Em 17 de fevereiro, estava no aniversário do meu neto Bernardo. Completou três anos de vida na capital paulista. No ano passado, 2020, por conta da pandemia do SARS-CoV2 (Covid-19), fiquei receoso para viagens, mais ainda de avião, e me afastei dele por meses. Mantinha contato por imagens de celular ou computador, algo que dificulta observar detalhes do crescimento e amadurecimento de uma criança. Interessante lembrar: no aniversário de um ano de vida, ele começava a dar os primeiros passos e em seguida uma leve carreira com pequenas quedas, na maioria das vezes me angustiava; 12 meses depois, ele começava a desenvolver a linguagem: Vovô! Óia vovô, passarinho. Olhava para o céu e completava: Vovô Sergio, vovô... Um monte de passarinho. Óia! Na distância, e ao longo dos meses, não percebi que além da parte motora, da linguagem - frases completas e bem elaboradas, ele evoluiu na imaginação. Uma percepção do significado das coisas. Assemelha-se a um cientista nas inquirições: Por quê? Por quê? Sim, uma pergunta aparentemente simples, mas fundamental para o entendimento das coisas da vida. Um questionamento essencial. Algo básico para tudo na vida: Por que isso? Por que aquilo? Uma busca constante por respostas, mas que as crianças as usam sem angústias, apenas pela curiosidade. Sem a necessidade da racionalidade extrema. A criança o utiliza com naturalidade.

Nos poucos dias que permanecemos juntos, ele me surpreendia a todo instante.
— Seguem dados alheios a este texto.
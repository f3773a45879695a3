use crate::ast::{ItemKind, Program};
use crate::diagnostics::Diagnostic;
use crate::module::ModuleProvider;
use crate::span::Span;
use std::collections::HashMap;
use std::rc::Rc;

#[derive(Debug, thiserror::Error, Clone, PartialEq)]
pub enum ResolverError {
    #[error("module '{0}' not found")]
    ModuleNotFound(String),
    #[error("module '{module}' has no symbol '{symbol}'")]
    SymbolNotFound { module: String, symbol: String },
    #[error("symbol '{symbol}' is not exported by module '{module}'")]
    NotExported { module: String, symbol: String },
    #[error("cyclic import of module '{0}'")]
    Cycle(String),
}

#[derive(Debug, Clone, Copy, PartialEq, Eq)]
pub enum SymbolKind {
    Function,
    Record,
    Enum,
    Alias,
    Value,
}

#[derive(Debug, Clone, PartialEq)]
pub struct ResolvedImport {
    /// Name the symbol is bound to in the importing module.
    pub local: String,
    pub module: String,
    pub symbol: String,
    pub kind: SymbolKind,
    pub span: Span,
}

#[derive(Debug, Clone)]
pub struct ModuleUnit {
    pub name: String,
    pub program: Rc<Program>,
    pub imports: Vec<ResolvedImport>,
}

/// Modules reachable from the entry module, dependencies first and the
/// entry module last.
#[derive(Debug, Clone)]
pub struct ResolvedProgram {
    pub units: Vec<ModuleUnit>,
}

impl ResolvedProgram {
    /// A program with no imports.
    pub fn single(name: impl Into<String>, program: Rc<Program>) -> Self {
        Self {
            units: vec![ModuleUnit {
                name: name.into(),
                program,
                imports: Vec::new(),
            }],
        }
    }

    pub fn main(&self) -> Option<&ModuleUnit> {
        self.units.last()
    }

    pub fn unit(&self, name: &str) -> Option<&ModuleUnit> {
        self.units.iter().find(|unit| unit.name == name)
    }
}

#[derive(Clone, Copy, PartialEq, Eq)]
enum Visit {
    InProgress,
    Done,
}

struct ModuleResolver<'a, P: ModuleProvider + ?Sized> {
    provider: &'a P,
    state: HashMap<String, Visit>,
    units: Vec<ModuleUnit>,
    errors: Vec<Diagnostic>,
}

/// Binds every `import` of `main` and its transitive dependencies to an
/// exported declaration. All problems are reported together as Type Errors
/// located at the offending import.
pub fn resolve_modules<P: ModuleProvider + ?Sized>(
    main_name: &str,
    main: Rc<Program>,
    provider: &P,
) -> Result<ResolvedProgram, Vec<Diagnostic>> {
    let mut resolver = ModuleResolver {
        provider,
        state: HashMap::new(),
        units: Vec::new(),
        errors: Vec::new(),
    };
    resolver.visit(main_name, main);
    if resolver.errors.is_empty() {
        Ok(ResolvedProgram {
            units: resolver.units,
        })
    } else {
        Err(resolver.errors)
    }
}

impl<P: ModuleProvider + ?Sized> ModuleResolver<'_, P> {
    fn visit(&mut self, name: &str, program: Rc<Program>) {
        self.state.insert(name.to_string(), Visit::InProgress);
        let mut imports = Vec::new();
        for (decl, span) in program.imports() {
            let Some(target) = self.provider.module(&decl.module) else {
                self.report(ResolverError::ModuleNotFound(decl.module.clone()), span);
                continue;
            };
            match self.state.get(decl.module.as_str()) {
                Some(Visit::InProgress) => {
                    self.report(ResolverError::Cycle(decl.module.clone()), span);
                    continue;
                }
                Some(Visit::Done) => {}
                None => {
                    crate::debug!("resolving module '{}' imported by '{}'", decl.module, name);
                    self.visit(&decl.module, target.clone());
                }
            }
            for import in &decl.names {
                match lookup_export(&decl.module, &target, &import.name) {
                    Ok(kind) => imports.push(ResolvedImport {
                        local: import.local().to_string(),
                        module: decl.module.clone(),
                        symbol: import.name.clone(),
                        kind,
                        span: import.span,
                    }),
                    Err(err) => self.report(err, import.span),
                }
            }
        }
        self.state.insert(name.to_string(), Visit::Done);
        self.units.push(ModuleUnit {
            name: name.to_string(),
            program,
            imports,
        });
    }

    fn report(&mut self, err: ResolverError, span: Span) {
        self.errors.push(Diagnostic::type_error(err.to_string(), span));
    }
}

fn lookup_export(
    module: &str,
    program: &Program,
    symbol: &str,
) -> Result<SymbolKind, ResolverError> {
    if let Some(item) = program.find_export(symbol) {
        return Ok(match &item.kind {
            ItemKind::Function(_) => SymbolKind::Function,
            ItemKind::Record(_) => SymbolKind::Record,
            ItemKind::Enum(_) => SymbolKind::Enum,
            ItemKind::Alias(_) => SymbolKind::Alias,
            _ => SymbolKind::Value,
        });
    }
    if program.declares(symbol) {
        Err(ResolverError::NotExported {
            module: module.to_string(),
            symbol: symbol.to_string(),
        })
    } else {
        Err(ResolverError::SymbolNotFound {
            module: module.to_string(),
            symbol: symbol.to_string(),
        })
    }
}
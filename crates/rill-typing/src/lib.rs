//! Static checking for Rill programs.
//!
//! The checker runs in two passes over every resolved module. The first
//! pass collects record, enum and alias declarations into a
//! [`SchemaTable`]; the second walks every expression, inferring a type for
//! each sub-expression and validating operator operands, record and enum
//! shapes, refinement predicates over constant values, destructuring
//! arity, `match` exhaustiveness and `await` placement. Errors are reported
//! as one batch; evaluation never starts when any exist.

use rill_core::ast::{FunctionId, ItemKind};
use rill_core::diagnostics::{Diagnostic, DiagnosticBag};
use rill_core::module::{ModuleUnit, ResolvedProgram, SymbolKind};
use rill_core::span::Span;
use rill_core::types::{SchemaTable, Ty};
use std::collections::HashMap;
use std::rc::Rc;

pub mod typing;

pub use typing::builtins;
pub use typing::purity::PurityTable;
pub use typing::refine::ConstValue;

use typing::env::{Binding, TypeEnv};

/// What a module-level name refers to.
#[derive(Debug, Clone, PartialEq)]
pub enum GlobalSymbol {
    Function { id: FunctionId, is_async: bool },
    Value(Ty),
}

/// Output of a successful check.
#[derive(Debug, Clone)]
pub struct CheckedProgram {
    pub schemas: Rc<SchemaTable>,
    pub purity: PurityTable,
    pub warnings: Vec<Diagnostic>,
}

#[derive(Debug, Clone, Copy)]
pub(crate) struct BodyContext {
    pub allows_await: bool,
    pub in_guard: bool,
}

pub struct TypeChecker {
    pub(crate) schemas: SchemaTable,
    pub(crate) env: TypeEnv,
    pub(crate) diagnostics: DiagnosticBag,
    pub(crate) contexts: Vec<BodyContext>,
    /// Exported bindings of every module checked so far.
    exports: HashMap<String, HashMap<String, (Binding, GlobalSymbol)>>,
    /// Module-level symbols of every module, for the purity analysis.
    pub(crate) unit_globals: HashMap<String, HashMap<String, GlobalSymbol>>,
}

impl Default for TypeChecker {
    fn default() -> Self {
        Self::new()
    }
}

/// Checks `program`, returning every Type Error found.
pub fn check_program(program: &ResolvedProgram) -> Result<CheckedProgram, Vec<Diagnostic>> {
    TypeChecker::new().check(program)
}

impl TypeChecker {
    pub fn new() -> Self {
        Self {
            schemas: SchemaTable::new(),
            env: TypeEnv::new(),
            diagnostics: DiagnosticBag::new(),
            contexts: Vec::new(),
            exports: HashMap::new(),
            unit_globals: HashMap::new(),
        }
    }

    pub fn check(mut self, program: &ResolvedProgram) -> Result<CheckedProgram, Vec<Diagnostic>> {
        self.collect_schemas(program);
        if !self.diagnostics.has_errors() {
            for unit in &program.units {
                self.check_unit(unit);
            }
        }
        if self.diagnostics.has_errors() {
            let errors = self.diagnostics.errors();
            tracing::debug!("type checking failed with {} error(s)", errors.len());
            return Err(errors);
        }
        let purity = typing::purity::analyze(program, &self.unit_globals);
        let warnings = self.diagnostics.warnings();
        for warning in &warnings {
            tracing::warn!("{warning}");
        }
        Ok(CheckedProgram {
            schemas: Rc::new(self.schemas),
            purity,
            warnings,
        })
    }

    pub(crate) fn error(&mut self, message: impl Into<String>, span: Span) {
        self.diagnostics.push(Diagnostic::type_error(message, span));
    }

    pub(crate) fn warning(&mut self, message: impl Into<String>, span: Span) {
        self.diagnostics.push(Diagnostic::warning(message, span));
    }

    pub(crate) fn context(&self) -> BodyContext {
        self.contexts.last().copied().unwrap_or(BodyContext {
            allows_await: true,
            in_guard: false,
        })
    }

    fn check_unit(&mut self, unit: &ModuleUnit) {
        tracing::debug!("checking module '{}'", unit.name);
        self.env = TypeEnv::new();
        self.contexts = vec![BodyContext {
            allows_await: true,
            in_guard: false,
        }];
        let mut globals: HashMap<String, GlobalSymbol> = HashMap::new();

        for import in &unit.imports {
            if matches!(
                import.kind,
                SymbolKind::Record | SymbolKind::Enum | SymbolKind::Alias
            ) {
                continue;
            }
            let (binding, symbol) = self
                .exports
                .get(&import.module)
                .and_then(|exports| exports.get(&import.symbol))
                .cloned()
                .unwrap_or((Binding::of(Ty::Unknown), GlobalSymbol::Value(Ty::Unknown)));
            if !self.env.declare(&import.local, binding) {
                self.error(format!("'{}' is already declared", import.local), import.span);
            }
            globals.insert(import.local.clone(), symbol);
        }

        let program = unit.program.clone();
        for item in &program.items {
            let ItemKind::Function(decl) = &item.kind else {
                continue;
            };
            let Some(name) = decl.name.as_deref() else {
                continue;
            };
            let signature = self.signature(decl);
            if !self.env.declare(name, Binding::of(signature)) {
                self.error(format!("'{name}' is already declared"), decl.span);
            }
            globals.insert(
                name.to_string(),
                GlobalSymbol::Function {
                    id: decl.id,
                    is_async: decl.is_async,
                },
            );
        }

        self.check_alias_predicates(&program);

        for item in &program.items {
            if let ItemKind::Function(decl) = &item.kind {
                let ty = self.check_function(decl);
                if let Some(name) = decl.name.as_deref() {
                    self.env.refine_global(name, Binding::of(ty));
                }
            }
        }

        for item in &program.items {
            match &item.kind {
                ItemKind::Let(stmt) => {
                    self.check_let(stmt);
                    for name in stmt.pattern.bindings() {
                        let ty = self
                            .env
                            .lookup(name)
                            .map(|binding| binding.ty.clone())
                            .unwrap_or(Ty::Unknown);
                        globals.insert(name.to_string(), GlobalSymbol::Value(ty));
                    }
                }
                ItemKind::Expr(expr) => {
                    self.infer_expr(expr);
                }
                _ => {}
            }
        }

        let mut exported = HashMap::new();
        for item in program.items.iter().filter(|item| item.exported) {
            for name in item.declared_names() {
                if let (Some(binding), Some(symbol)) = (self.env.lookup(name), globals.get(name)) {
                    exported.insert(name.to_string(), (binding.clone(), symbol.clone()));
                }
            }
        }
        self.exports.insert(unit.name.clone(), exported);
        self.unit_globals.insert(unit.name.clone(), globals);
    }
}

/// Convenience wrapper reporting failures as a pipeline error.
pub fn check(program: &ResolvedProgram) -> rill_core::Result<CheckedProgram> {
    check_program(program).map_err(rill_core::Error::Type)
}
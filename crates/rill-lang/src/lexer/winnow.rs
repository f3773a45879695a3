use winnow::combinator::{alt, cut_err, opt, repeat};
use winnow::error::{ContextError, ErrMode};
use winnow::token::{literal, take_till, take_until, take_while};
use winnow::{ModalResult, Parser};

pub(crate) const MULTI_PUNCT: &[&str] = &[
    "...", "..", "|>", "::", "=>", "->", "==", "!=", "<=", ">=", "&&", "||",
];
pub(crate) const SINGLE_PUNCT: &str = "=+-*/%!<>?:;,.()[]{}|";

pub(crate) fn ws(input: &mut &str) -> ModalResult<()> {
    repeat::<_, _, (), _, _>(0.., alt((whitespace, line_comment, block_comment)))
        .parse_next(input)?;
    Ok(())
}

pub(crate) fn whitespace(input: &mut &str) -> ModalResult<()> {
    take_while(1.., char::is_whitespace)
        .map(|_| ())
        .parse_next(input)
}

pub(crate) fn line_comment(input: &mut &str) -> ModalResult<()> {
    literal("//").parse_next(input)?;
    take_till(0.., |c: char| c == '\n').parse_next(input)?;
    opt(literal("\n")).parse_next(input)?;
    Ok(())
}

pub(crate) fn block_comment(input: &mut &str) -> ModalResult<()> {
    literal("/*").parse_next(input)?;
    cut_err(take_until(0.., "*/")).parse_next(input)?;
    literal("*/").parse_next(input)?;
    Ok(())
}

/// Consumes a double-quoted literal and returns its unescaped contents.
pub(crate) fn parse_string_literal(input: &mut &str) -> ModalResult<String> {
    let slice = *input;
    if !slice.starts_with('"') {
        return Err(backtrack_err());
    }
    let mut out = String::new();
    let mut chars = slice.char_indices().skip(1);
    while let Some((idx, ch)) = chars.next() {
        match ch {
            '"' => {
                *input = &slice[idx + 1..];
                return Ok(out);
            }
            '\\' => {
                let Some((_, escaped)) = chars.next() else {
                    break;
                };
                out.push(match escaped {
                    'n' => '\n',
                    't' => '\t',
                    'r' => '\r',
                    '0' => '\0',
                    other => other,
                });
            }
            '\n' => break,
            other => out.push(other),
        }
    }
    Err(ErrMode::Cut(ContextError::new()))
}

pub(crate) fn is_ident_start(ch: char) -> bool {
    ch == '_' || ch.is_ascii_alphabetic()
}

pub(crate) fn is_ident_continue(ch: char) -> bool {
    ch == '_' || ch.is_ascii_alphanumeric()
}

pub(crate) fn backtrack_err() -> ErrMode<ContextError> {
    ErrMode::Backtrack(ContextError::new())
}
Aos três anos de idade, embora inquiridor, ele vive como se tudo fosse doado pela natureza, sem um preço, como uma dádiva do céu. Em seu estilo de vida, acrescentou a imaginação. Na inocência do isolamento do apartamento, alternados com pequenos passeios em parques e praças, sem a presença de outras crianças em escolas ou creches, ele faz do seu pequeno quarto, uma ilha de ilusões. Nas figuras de animais da parede do quarto se sobressaem baleias, tubarões, golfinhos e peixes. De repente, ele vem à sala e me chama. Vovô! Vovô Sergio! Vamos pescar. Mas Bernardo, eu lembro a ele, vovô já falou, quando você estiver maior, vovô leva para pescar no rio Itapemirim, lá em Cachoeiro, onde vovô mora. Não vovô. É de mentirinha, lá no meu quarto. Me puxa pela mão e me leva ao quarto. Retira a parte de baixo da cama, estica o lençol e diz: O mar... Pega os brinquedos: concha, estrela do mar, peixes, tubarões, golfinhos e estende na cama transformada no mar. Antes de deixar a concha sobre o lençol, ele diz, colocando-a próximo ao meu ouvido: ouve vovô, as ondas do mar. Eu digo: verdade, Bernardo. Vovô ouve: chuá... chuá... O barulho do mar de Itapoã em Vila Velha. Vovô, vamos pescar. Volta correndo à sala e pede: Vovó Bila, as varas para pescar? Onde estão? Retorna com duas pequenas varetas. Me entrega uma e estende a mão e diz: a isca, vovô! Uma minhoquinha. Pede para que eu ajeite a isca e começamos uma pequena aventura. Digo que estamos próximos ao mar que tome cuidado, ainda não sabe nadar, que coloque a bóia, os itens de segurança... Ele completa: Não, vovô! É de mentirinha... E começa a rir.